Directions for this task » From the first line of the data below, copy each line up to the one containing "in id order.", and include that line too.

Data for this exercise »
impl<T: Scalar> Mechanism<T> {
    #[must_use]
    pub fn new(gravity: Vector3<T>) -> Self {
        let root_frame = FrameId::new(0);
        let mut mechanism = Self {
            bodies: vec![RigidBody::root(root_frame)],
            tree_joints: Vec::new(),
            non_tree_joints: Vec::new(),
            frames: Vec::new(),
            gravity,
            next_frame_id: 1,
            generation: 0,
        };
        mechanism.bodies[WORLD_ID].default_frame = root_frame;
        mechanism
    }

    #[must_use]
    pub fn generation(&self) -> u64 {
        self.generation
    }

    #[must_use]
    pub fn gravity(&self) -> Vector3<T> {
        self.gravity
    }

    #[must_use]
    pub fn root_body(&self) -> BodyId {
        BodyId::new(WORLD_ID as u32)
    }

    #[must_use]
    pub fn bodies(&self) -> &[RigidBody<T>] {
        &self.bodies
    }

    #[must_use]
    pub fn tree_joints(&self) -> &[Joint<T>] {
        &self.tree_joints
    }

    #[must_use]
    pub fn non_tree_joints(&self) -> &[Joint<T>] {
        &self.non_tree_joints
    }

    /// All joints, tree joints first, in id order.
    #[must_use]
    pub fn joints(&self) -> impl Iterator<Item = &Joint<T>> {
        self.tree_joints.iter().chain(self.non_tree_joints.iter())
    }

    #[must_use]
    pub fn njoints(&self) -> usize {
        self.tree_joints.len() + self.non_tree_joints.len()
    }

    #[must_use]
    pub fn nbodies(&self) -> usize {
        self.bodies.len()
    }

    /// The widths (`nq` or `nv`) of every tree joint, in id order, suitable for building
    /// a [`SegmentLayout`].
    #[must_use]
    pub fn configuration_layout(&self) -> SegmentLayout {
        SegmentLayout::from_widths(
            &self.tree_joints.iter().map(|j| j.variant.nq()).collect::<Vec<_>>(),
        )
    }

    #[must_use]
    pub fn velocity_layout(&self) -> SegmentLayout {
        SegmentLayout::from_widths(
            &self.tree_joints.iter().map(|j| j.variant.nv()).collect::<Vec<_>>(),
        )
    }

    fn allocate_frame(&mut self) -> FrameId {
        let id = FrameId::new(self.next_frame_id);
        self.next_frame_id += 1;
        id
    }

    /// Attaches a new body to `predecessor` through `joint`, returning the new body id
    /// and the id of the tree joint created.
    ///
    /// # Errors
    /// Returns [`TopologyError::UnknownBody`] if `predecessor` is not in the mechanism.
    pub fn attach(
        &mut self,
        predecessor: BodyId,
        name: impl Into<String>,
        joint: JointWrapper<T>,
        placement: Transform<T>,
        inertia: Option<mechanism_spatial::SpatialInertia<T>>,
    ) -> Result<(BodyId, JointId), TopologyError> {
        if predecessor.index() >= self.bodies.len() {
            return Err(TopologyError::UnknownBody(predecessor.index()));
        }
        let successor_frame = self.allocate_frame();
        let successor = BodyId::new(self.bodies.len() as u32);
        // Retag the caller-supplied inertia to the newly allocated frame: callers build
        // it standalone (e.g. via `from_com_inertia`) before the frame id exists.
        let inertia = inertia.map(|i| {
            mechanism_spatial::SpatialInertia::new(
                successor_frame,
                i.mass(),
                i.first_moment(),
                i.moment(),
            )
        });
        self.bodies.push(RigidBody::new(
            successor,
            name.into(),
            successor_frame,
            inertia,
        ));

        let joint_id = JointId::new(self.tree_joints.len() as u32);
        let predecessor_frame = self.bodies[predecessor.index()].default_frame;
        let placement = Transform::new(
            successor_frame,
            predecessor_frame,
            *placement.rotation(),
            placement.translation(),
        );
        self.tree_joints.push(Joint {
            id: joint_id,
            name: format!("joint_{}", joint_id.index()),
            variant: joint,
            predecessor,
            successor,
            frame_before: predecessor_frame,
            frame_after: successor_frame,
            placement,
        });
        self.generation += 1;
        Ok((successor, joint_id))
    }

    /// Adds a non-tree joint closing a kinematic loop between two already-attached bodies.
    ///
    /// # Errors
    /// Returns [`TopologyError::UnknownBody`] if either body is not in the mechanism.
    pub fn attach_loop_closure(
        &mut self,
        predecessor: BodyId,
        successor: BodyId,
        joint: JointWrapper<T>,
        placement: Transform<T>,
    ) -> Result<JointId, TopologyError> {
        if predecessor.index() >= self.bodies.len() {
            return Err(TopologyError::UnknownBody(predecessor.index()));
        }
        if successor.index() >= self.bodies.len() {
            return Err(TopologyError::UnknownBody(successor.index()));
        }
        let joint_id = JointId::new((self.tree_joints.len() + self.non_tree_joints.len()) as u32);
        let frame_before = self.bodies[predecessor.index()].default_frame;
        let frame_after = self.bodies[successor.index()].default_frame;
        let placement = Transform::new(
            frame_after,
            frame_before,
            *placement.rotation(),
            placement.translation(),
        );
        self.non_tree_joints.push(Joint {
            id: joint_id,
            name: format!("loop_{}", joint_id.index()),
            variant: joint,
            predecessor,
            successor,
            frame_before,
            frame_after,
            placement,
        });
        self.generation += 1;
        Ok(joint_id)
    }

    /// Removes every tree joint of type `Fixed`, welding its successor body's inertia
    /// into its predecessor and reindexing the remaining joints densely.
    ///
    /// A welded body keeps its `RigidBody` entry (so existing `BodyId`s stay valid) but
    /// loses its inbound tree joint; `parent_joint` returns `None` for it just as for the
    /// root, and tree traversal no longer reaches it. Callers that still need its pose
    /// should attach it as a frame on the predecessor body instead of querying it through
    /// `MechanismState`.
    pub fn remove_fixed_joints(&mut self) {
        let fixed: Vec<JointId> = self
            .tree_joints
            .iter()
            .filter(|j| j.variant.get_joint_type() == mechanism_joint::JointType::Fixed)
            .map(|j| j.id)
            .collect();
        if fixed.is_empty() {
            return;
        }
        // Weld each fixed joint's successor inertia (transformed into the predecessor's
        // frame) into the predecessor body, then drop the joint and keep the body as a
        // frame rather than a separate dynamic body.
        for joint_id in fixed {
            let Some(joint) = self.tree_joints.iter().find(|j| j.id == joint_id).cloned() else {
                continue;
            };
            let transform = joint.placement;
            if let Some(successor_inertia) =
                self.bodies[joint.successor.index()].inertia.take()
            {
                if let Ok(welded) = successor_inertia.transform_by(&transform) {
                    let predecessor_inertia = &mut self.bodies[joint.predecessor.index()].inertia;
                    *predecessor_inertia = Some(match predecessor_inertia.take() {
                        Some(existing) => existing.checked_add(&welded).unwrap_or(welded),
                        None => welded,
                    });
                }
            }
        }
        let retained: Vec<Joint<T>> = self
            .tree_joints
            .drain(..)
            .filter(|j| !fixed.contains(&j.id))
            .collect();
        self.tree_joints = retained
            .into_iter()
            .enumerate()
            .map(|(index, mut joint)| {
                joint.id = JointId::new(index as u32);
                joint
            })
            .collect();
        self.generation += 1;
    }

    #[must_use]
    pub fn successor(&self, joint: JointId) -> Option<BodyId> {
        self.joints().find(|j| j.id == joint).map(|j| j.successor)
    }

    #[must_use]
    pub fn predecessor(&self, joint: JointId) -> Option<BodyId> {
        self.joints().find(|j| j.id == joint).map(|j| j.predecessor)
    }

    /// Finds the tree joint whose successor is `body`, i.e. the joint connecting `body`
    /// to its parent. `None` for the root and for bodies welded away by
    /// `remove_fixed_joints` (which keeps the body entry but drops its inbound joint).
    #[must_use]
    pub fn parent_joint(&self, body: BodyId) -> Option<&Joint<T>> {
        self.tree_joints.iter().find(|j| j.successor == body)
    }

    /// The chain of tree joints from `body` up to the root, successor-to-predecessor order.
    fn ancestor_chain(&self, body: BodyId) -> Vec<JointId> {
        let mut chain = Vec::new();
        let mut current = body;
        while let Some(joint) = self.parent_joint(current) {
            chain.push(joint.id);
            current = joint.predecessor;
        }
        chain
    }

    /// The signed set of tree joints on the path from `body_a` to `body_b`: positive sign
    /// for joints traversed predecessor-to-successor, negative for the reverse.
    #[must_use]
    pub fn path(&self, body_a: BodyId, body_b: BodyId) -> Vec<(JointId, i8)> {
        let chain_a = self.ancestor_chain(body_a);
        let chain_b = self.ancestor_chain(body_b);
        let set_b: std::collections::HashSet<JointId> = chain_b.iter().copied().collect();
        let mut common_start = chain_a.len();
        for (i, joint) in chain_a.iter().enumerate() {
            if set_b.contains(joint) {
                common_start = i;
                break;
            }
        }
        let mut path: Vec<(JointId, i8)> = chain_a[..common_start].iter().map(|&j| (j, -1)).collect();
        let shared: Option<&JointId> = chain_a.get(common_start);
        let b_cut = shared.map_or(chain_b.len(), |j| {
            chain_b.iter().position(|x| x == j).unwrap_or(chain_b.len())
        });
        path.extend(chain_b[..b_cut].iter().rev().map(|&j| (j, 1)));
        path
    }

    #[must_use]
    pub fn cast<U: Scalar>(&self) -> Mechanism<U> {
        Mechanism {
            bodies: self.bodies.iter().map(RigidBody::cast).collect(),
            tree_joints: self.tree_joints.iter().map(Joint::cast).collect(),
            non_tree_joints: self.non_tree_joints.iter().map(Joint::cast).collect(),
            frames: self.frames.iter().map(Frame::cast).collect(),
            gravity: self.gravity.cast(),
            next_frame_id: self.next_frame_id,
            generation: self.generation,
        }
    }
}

Result of this exercise »
impl<T: Scalar> Mechanism<T> {
    #[must_use]
    pub fn new(gravity: Vector3<T>) -> Self {
        let root_frame = FrameId::new(0);
        let mut mechanism = Self {
            bodies: vec![RigidBody::root(root_frame)],
            tree_joints: Vec::new(),
            non_tree_joints: Vec::new(),
            frames: Vec::new(),
            gravity,
            next_frame_id: 1,
            generation: 0,
        };
        mechanism.bodies[WORLD_ID].default_frame = root_frame;
        mechanism
    }

    #[must_use]
    pub fn generation(&self) -> u64 {
        self.generation
    }

    #[must_use]
    pub fn gravity(&self) -> Vector3<T> {
        self.gravity
    }

    #[must_use]
    pub fn root_body(&self) -> BodyId {
        BodyId::new(WORLD_ID as u32)
    }

    #[must_use]
    pub fn bodies(&self) -> &[RigidBody<T>] {
        &self.bodies
    }

    #[must_use]
    pub fn tree_joints(&self) -> &[Joint<T>] {
        &self.tree_joints
    }

    #[must_use]
    pub fn non_tree_joints(&self) -> &[Joint<T>] {
        &self.non_tree_joints
    }

    /// All joints, tree joints first, in id order.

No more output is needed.